• PROBLEM TO SOLVE: Copy the records below in full, changing no character.

Saved data entries
╭──

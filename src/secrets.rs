//! Concrete `SecretsProvider` implementations (spec §6).
//!
//! The trait itself lives in `spot_ast::secrets` since `Playbook` carries a
//! trait object of it; this module holds the two backends the core ships
//! with -- everything else (vault, cloud) is an external collaborator per
//! §1 "Explicitly out of scope".

use spot_ast::{SecretsError, SecretsProvider};
use std::collections::HashMap;

/// Looks up `std::env::var(key)`.
#[derive(Debug, Default)]
pub struct EnvSecrets;

impl SecretsProvider for EnvSecrets {
    fn get(&self, key: &str) -> Result<String, SecretsError> {
        std::env::var(key).map_err(|_| SecretsError(format!("secret {key} not set in environment")))
    }
}

/// `HashMap`-backed provider, primarily for tests.
#[derive(Debug, Default, Clone)]
pub struct StaticSecrets(pub HashMap<String, String>);

impl SecretsProvider for StaticSecrets {
    fn get(&self, key: &str) -> Result<String, SecretsError> {
        self.0
            .get(key)
            .cloned()
            .ok_or_else(|| SecretsError(format!("secret {key} not found")))
    }
}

╰──

• OUTPUT OF THE TASK:
filename src/secrets.rs
//! Concrete `SecretsProvider` implementations (spec §6).
//!
//! The trait itself lives in `spot_ast::secrets` since `Playbook` carries a
//! trait object of it; this module holds the two backends the core ships
//! with -- everything else (vault, cloud) is an external collaborator per
//! §1 "Explicitly out of scope".

use spot_ast::{SecretsError, SecretsProvider};
use std::collections::HashMap;

/// Looks up `std::env::var(key)`.
#[derive(Debug, Default)]
pub struct EnvSecrets;

impl SecretsProvider for EnvSecrets {
    fn get(&self, key: &str) -> Result<String, SecretsError> {
        std::env::var(key).map_err(|_| SecretsError(format!("secret {key} not set in environment")))
    }
}

/// `HashMap`-backed provider, primarily for tests.
#[derive(Debug, Default, Clone)]
pub struct StaticSecrets(pub HashMap<String, String>);

impl SecretsProvider for StaticSecrets {
    fn get(&self, key: &str) -> Result<String, SecretsError> {
        self.0
            .get(key)
            .cloned()
            .ok_or_else(|| SecretsError(format!("secret {key} not found")))
    }
}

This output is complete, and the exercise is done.